El placer de un masaje - La vida nos exige mucho pero no nos acostumbremos al dolor, la rigidez, como algo inevitable. En general, no somos realmente conscientes de nuestro estado hasta que no recibimos “el chequeo y puesta a punto” que es un buen masaje.

El placer de un masaje

La vida nos exige mucho pero no nos acostumbremos al dolor, la rigidez, como algo inevitable. En general, no somos realmente conscientes de nuestro estado hasta que no recibimos “el chequeo y puesta a punto” que es un buen masaje.

¡Realmente cuerpo, mente y masaje están hechos el uno para el otro!
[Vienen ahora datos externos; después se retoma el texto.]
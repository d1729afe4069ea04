//! Postgres warehouse tests. Run with a database available:
//! `DATABASE_URL=postgresql://... cargo test --test database_test -- --ignored`

use airbnb_insights::database::run_migrations;
use airbnb_insights::models::ViewName;
use airbnb_insights::repositories::{DimensionRepository, FactRepository};
use airbnb_insights::services::DashboardService;
use airbnb_insights::warehouse::{FactFilter, PgWarehouse, Warehouse, WarehouseError};
use rust_decimal::Decimal;
use sqlx::{PgPool, Row};
use std::sync::Arc;

async fn seed(pool: &PgPool) {
    sqlx::query(
        r#"
        INSERT INTO dim_location (id, neighbourhood_group, neighbourhood, latitude, longitude) VALUES
            ('loc-x', 'Manhattan', 'Harlem', 40.81155000, -73.94650000),
            ('loc-y', 'Brooklyn', 'Bushwick', 40.69440000, -73.92190000)
        "#,
    )
    .execute(pool)
    .await
    .unwrap();

    sqlx::query("INSERT INTO dim_host (id, host_name) VALUES ('h1', 'Sonder'), ('h2', 'Maria')")
        .execute(pool)
        .await
        .unwrap();

    sqlx::query(
        "INSERT INTO dim_room_type (id, room_type) VALUES ('rt1', 'Entire home/apt'), ('rt2', 'Private room')",
    )
    .execute(pool)
    .await
    .unwrap();

    sqlx::query(
        r#"
        INSERT INTO dim_date (id, date, day, month, year, day_of_week, is_weekend) VALUES
            ('d1', '2024-07-06', 6, 7, 2024, 'Saturday', TRUE),
            ('d2', '2024-08-05', 5, 8, 2024, 'Monday', FALSE)
        "#,
    )
    .execute(pool)
    .await
    .unwrap();

    for i in 0..6 {
        sqlx::query("INSERT INTO dim_listing (id, name, minimum_nights) VALUES ($1, $2, 2)")
            .bind(format!("l{}", i))
            .bind(format!("Harlem loft {}", i))
            .execute(pool)
            .await
            .unwrap();

        sqlx::query(
            r#"
            INSERT INTO fact_listing_daily
                (id, listing_id, host_id, location_id, room_type_id, date_id,
                 price, availability_365, number_of_reviews, reviews_per_month,
                 calculated_host_listings_count)
            VALUES ($1, $2, 'h1', 'loc-x', 'rt1', 'd1', $3, 180, $4, 1.25, 6)
            "#,
        )
        .bind(format!("f{}", i))
        .bind(format!("l{}", i))
        .bind(Decimal::new(15050, 2))
        .bind(8 + i)
        .execute(pool)
        .await
        .unwrap();
    }

    // one free listing-day and one orphan row with unresolved keys
    sqlx::query(
        r#"
        INSERT INTO fact_listing_daily
            (id, listing_id, host_id, location_id, room_type_id, date_id,
             price, availability_365, number_of_reviews)
        VALUES
            ('f6', 'l6', 'h2', 'loc-y', 'rt2', 'd2', 0, 10, NULL),
            ('f7', 'missing', 'nobody', 'nowhere', NULL, NULL, 75, 365, 3)
        "#,
    )
    .execute(pool)
    .await
    .unwrap();
}

#[sqlx::test(migrations = "./migrations")]
#[ignore = "requires a Postgres DATABASE_URL"]
async fn test_migrations_created_star_schema(pool: PgPool) {
    for table in [
        "dim_location",
        "dim_host",
        "dim_room_type",
        "dim_listing",
        "dim_date",
        "fact_listing_daily",
    ] {
        let row = sqlx::query(
            "SELECT EXISTS (SELECT FROM information_schema.tables WHERE table_name = $1)",
        )
        .bind(table)
        .fetch_one(&pool)
        .await
        .unwrap();
        let exists: bool = row.get(0);
        assert!(exists, "Table {} should exist", table);
    }
}

#[sqlx::test(migrations = "./migrations")]
#[ignore = "requires a Postgres DATABASE_URL"]
async fn test_schema_bootstrap_is_idempotent(pool: PgPool) {
    seed(&pool).await;
    run_migrations(&pool, None).await.unwrap();

    let count: i64 = sqlx::query_scalar("SELECT COUNT(*) FROM fact_listing_daily")
        .fetch_one(&pool)
        .await
        .unwrap();
    assert_eq!(count, 8);
}

#[sqlx::test(migrations = "./migrations")]
#[ignore = "requires a Postgres DATABASE_URL"]
async fn test_fact_scan_pushes_filters_down(pool: PgPool) {
    seed(&pool).await;
    let repo = FactRepository::new(pool);

    assert_eq!(repo.count().await.unwrap(), 8);

    let all = repo.scan(&FactFilter::all()).await.unwrap();
    let ids: Vec<&str> = all.iter().map(|f| f.id.as_str()).collect();
    assert_eq!(ids, vec!["f0", "f1", "f2", "f3", "f4", "f5", "f6", "f7"]);

    let priced = repo.scan(&FactFilter::all().positive_price()).await.unwrap();
    assert_eq!(priced.len(), 7);
    assert_eq!(priced[0].price, Some(Decimal::new(15050, 2)));

    let reviewed = repo.scan(&FactFilter::all().reviews_above(10)).await.unwrap();
    let ids: Vec<&str> = reviewed.iter().map(|f| f.id.as_str()).collect();
    assert_eq!(ids, vec!["f3", "f4", "f5"]);

    let with_reviews = repo.scan(&FactFilter::all().with_reviews()).await.unwrap();
    assert_eq!(with_reviews.len(), 7);
}

#[sqlx::test(migrations = "./migrations")]
#[ignore = "requires a Postgres DATABASE_URL"]
async fn test_dimension_lookups_skip_unknown_keys(pool: PgPool) {
    seed(&pool).await;
    let repo = DimensionRepository::new(pool);

    let hosts = repo
        .find_hosts(&["h1".to_string(), "nobody".to_string()])
        .await
        .unwrap();
    assert_eq!(hosts.len(), 1);
    assert_eq!(hosts[0].host_name.as_deref(), Some("Sonder"));

    let dates = repo.find_dates(&["d1".to_string()]).await.unwrap();
    assert_eq!(dates[0].year_month().unwrap().to_string(), "Jul 2024");

    assert!(repo.find_locations(&[]).await.unwrap().is_empty());
}

#[sqlx::test(migrations = "./migrations")]
#[ignore = "requires a Postgres DATABASE_URL"]
async fn test_dashboard_over_postgres(pool: PgPool) {
    seed(&pool).await;
    let service = DashboardService::new(Arc::new(PgWarehouse::new(pool)));

    let prices = service.get_price_location_data().await.unwrap();
    assert!(!prices.is_degraded());
    let harlem = &prices.data.neighbourhood_prices[0];
    assert_eq!(harlem.neighbourhood, "Harlem");
    // 150.50 rounds half away from zero
    assert_eq!(harlem.avg_price, 151);
    assert_eq!(harlem.listings, 6);

    let stats = service.get_general_stats().await.data;
    assert_eq!(stats.total_listings, 7);
    assert!(!stats.fallback);

    for view in ViewName::ALL {
        assert!(service.view(view).await.is_ok(), "{}", view);
    }
}

#[sqlx::test(migrations = "./migrations")]
#[ignore = "requires a Postgres DATABASE_URL"]
async fn test_closed_pool_is_unavailable(pool: PgPool) {
    let warehouse = PgWarehouse::new(pool.clone());
    pool.close().await;

    let err = warehouse.scan_facts(&FactFilter::all()).await.unwrap_err();
    assert!(matches!(err, WarehouseError::Unavailable(_)));
}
Desde antiguo, el masaje ha probado ser muy efectivo;

En dolores de espalda, lumbalgias, tortícolis, artritis, artrosis, lesiones deportivas, dolor de cabeza, vitalizar la piel…
Además, el contacto físico por el masaje es vital para el bienestar personal, es un medio fantástico para mejorar nuestra calidad de vida y hacer frente a las presiones cotidianas y a la agotadora semana laboral.
Puede incluso significar un viaje hacia la comprensión de nosotros mismos, al tiempo que experimentamos el placer y la gratitud de nuestro propio cuerpo que se siente cuidado, que puede respirar y moverse con libertad.

Más que placer, es como un milagro que permite pasar de un estado de dolencia, estrés, etc. a otro de alivio, curación y bienestar.